Judá estuvo en grandes dificultades, los asirios estuvieron acampados fuera de la ciudad amenazando destruirla. Su presencia hizo temblar al más valiente de los judíos, pues habían destruidos las naciones vecinas, incluyendo sus hermanos en Samaría, capital de las diez tribus de Israel. Siempre actuaron con gran brutalidad, desollando vivos sus cautivas, violando y destripando a las mujeres y tirando los niños desde las alturas para divertirse.
La primera cosa que aprendemos es que Dios tiene un mensaje para su pueblo en tiempo de prueba. Nahum predijo la destrucción de Níneve, capital del imperio de Asiria, y el nombre de profeta significa 'consuelo'. Muchas veces cuando pasamos por dificultades no tenemos la energía emocional para leer detenidamente la palabra de Dios, sin embargo es imprescindible hacerlo, para escuchar lo que Dios tiene para decirnos.
Lo asombroso es que Nahum no comienza con el problema, los asirios y los temores de los judíos, sino con la persona de Dios. De capítulo 1:2 y adelante expone la certeza de su ira y la grandeza de su poder para cumplir sus juicios sobre Nínive. Dentro de esta sección está la frase Jehová es bueno, fortaleza en el día de la angustia. Nuestro tendencia es mirarnos a nosotros mismos, preocuparnos con como sentimos, pero aquí la escritura nos lleva a contemplar a Dios en su gloria, y nunca debemos dudar de la bondad de Dios, por lo más difícil que fuera la situación.
El tercer principio es saber que Dios sigue actuando, aunque no lo vemos. 1:15 habla del mensajero de paz, está entre las sierras, escondido de los ojos de los judíos, pero viene con buenas nuevas. A veces el mensaje de consuelo tarda en llegar. En un momento llegaron las nuevas de que Senaquerib volvía a Nínive dejando 185.000 de sus soldados muertos en el campamento. Más tarde vino otro mensajero, Senaquerib ha sido asesinado. Después que Nínive ha sido destruido. Aun en los momentos más negros de nuestra situación no debemos perder vista de la realidad de que Dios está solucionando el problema en su manera, para su gloria.

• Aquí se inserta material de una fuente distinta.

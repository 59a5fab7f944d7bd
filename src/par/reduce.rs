/*
 * SPDX-FileCopyrightText: 2025 Sebastiano Vigna
 *
 * SPDX-License-Identifier: Apache-2.0 OR LGPL-2.1-or-later
 */

//! Reduction accumulators.
//!
//! Each accumulator keeps one cache-padded partial value per pool thread
//! (plus one for callers outside the pool), updated without contention.
//! [`reduce`](Sum::reduce) combines the partials with an associative,
//! commutative operator; its result is meaningful only after all contributing
//! workers have reached the barrier ending their region. No ordering is
//! guaranteed among contributions.

use crossbeam_utils::CachePadded;
use kahan::KahanSum;
use std::sync::Mutex;

struct Slots<T> {
    slots: Box<[CachePadded<Mutex<T>>]>,
}

impl<T: Clone> Slots<T> {
    fn new(pool: &rayon::ThreadPool, identity: T) -> Self {
        // One slot per pool thread, and a final one for the calling thread.
        let slots = (0..pool.current_num_threads() + 1)
            .map(|_| CachePadded::new(Mutex::new(identity.clone())))
            .collect();
        Self { slots }
    }

    fn with_own(&self, f: impl FnOnce(&mut T)) {
        let slot = rayon::current_thread_index().unwrap_or(self.slots.len() - 1);
        f(&mut self.slots[slot].lock().unwrap())
    }

    fn fold(&self, identity: T, mut f: impl FnMut(T, T) -> T) -> T {
        self.slots
            .iter()
            .fold(identity, |acc, slot| f(acc, slot.lock().unwrap().clone()))
    }

    fn reset(&self, identity: T) {
        for slot in self.slots.iter() {
            *slot.lock().unwrap() = identity.clone();
        }
    }
}

/// A sum reduction over an integer-like type.
pub struct Sum<T> {
    slots: Slots<T>,
}

impl<T: Copy + Default + std::ops::Add<Output = T>> Sum<T> {
    pub fn new(pool: &rayon::ThreadPool) -> Self {
        Self {
            slots: Slots::new(pool, T::default()),
        }
    }

    #[inline]
    pub fn update(&self, value: T) {
        self.slots.with_own(|slot| *slot = *slot + value);
    }

    pub fn reduce(&self) -> T {
        self.slots.fold(T::default(), |a, b| a + b)
    }

    pub fn reset(&self) {
        self.slots.reset(T::default());
    }
}

/// A compensated floating-point sum reduction.
///
/// Per-thread partials are [`KahanSum`]s, so long convergence loops do not
/// accumulate cancellation error.
pub struct FloatSum {
    slots: Slots<KahanSum<f64>>,
}

impl FloatSum {
    pub fn new(pool: &rayon::ThreadPool) -> Self {
        Self {
            slots: Slots::new(pool, KahanSum::new()),
        }
    }

    #[inline]
    pub fn update(&self, value: f64) {
        self.slots.with_own(|slot| *slot += value);
    }

    pub fn reduce(&self) -> f64 {
        self.slots
            .fold(KahanSum::new(), |a, b| a + b.sum())
            .sum()
    }

    pub fn reset(&self) {
        self.slots.reset(KahanSum::new());
    }
}

/// A maximum reduction.
pub struct Max<T> {
    slots: Slots<Option<T>>,
}

impl<T: Copy + PartialOrd> Max<T> {
    pub fn new(pool: &rayon::ThreadPool) -> Self {
        Self {
            slots: Slots::new(pool, None),
        }
    }

    #[inline]
    pub fn update(&self, value: T) {
        self.slots.with_own(|slot| match slot {
            Some(max) if *max >= value => {}
            _ => *slot = Some(value),
        });
    }

    /// Returns the maximum contributed value, or [`None`] if there were no
    /// contributions.
    pub fn reduce(&self) -> Option<T> {
        self.slots.fold(None, |a, b| match (a, b) {
            (Some(a), Some(b)) => Some(if a >= b { a } else { b }),
            (a, None) => a,
            (None, b) => b,
        })
    }

    pub fn reset(&self) {
        self.slots.reset(None);
    }
}

/// A logical-or reduction, typically used as a "changed this round" flag.
pub struct LogicalOr {
    slots: Slots<bool>,
}

impl LogicalOr {
    pub fn new(pool: &rayon::ThreadPool) -> Self {
        Self {
            slots: Slots::new(pool, false),
        }
    }

    #[inline]
    pub fn update(&self, value: bool) {
        if value {
            self.slots.with_own(|slot| *slot = true);
        }
    }

    pub fn reduce(&self) -> bool {
        self.slots.fold(false, |a, b| a || b)
    }

    pub fn reset(&self) {
        self.slots.reset(false);
    }
}

#[cfg(test)]
mod test {
    use super::*;

    #[test]
    fn test_sum_across_threads() {
        let pool = crate::par::Threads::NumThreads(4).build();
        let sum = Sum::<usize>::new(&pool);
        pool.broadcast(|_| {
            for i in 0..100 {
                sum.update(i);
            }
        });
        assert_eq!(sum.reduce(), 4 * 4950);
        sum.reset();
        assert_eq!(sum.reduce(), 0);
    }

    #[test]
    fn test_max_and_or() {
        let pool = crate::par::Threads::NumThreads(2).build();
        let max = Max::<u64>::new(&pool);
        let or = LogicalOr::new(&pool);
        assert_eq!(max.reduce(), None);
        assert!(!or.reduce());
        pool.broadcast(|ctx| {
            max.update(ctx.index() as u64 * 10);
            or.update(ctx.index() == 1);
        });
        assert_eq!(max.reduce(), Some(10));
        assert!(or.reduce());
    }
}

Finalmente es la necesidad de perseverar en nuestros deberes. 2:1,2, para mi no es claro si es una exhortación a los defensores de Jerusalén o como sugiere un comentarista, una exhortación al profeta. Pero la cuestión es que no debemos permitir que seamos dominados por el desanimo. Solamente vamos a entrar la gloria por medio de la perseverancia. Y esta es la promesa, Jehová restaurara la gloria de Jacob. La gloria es para aquellos que perseveran, y si tu perseveras en los caminos del Señor, y yo persevero nos veremos allí.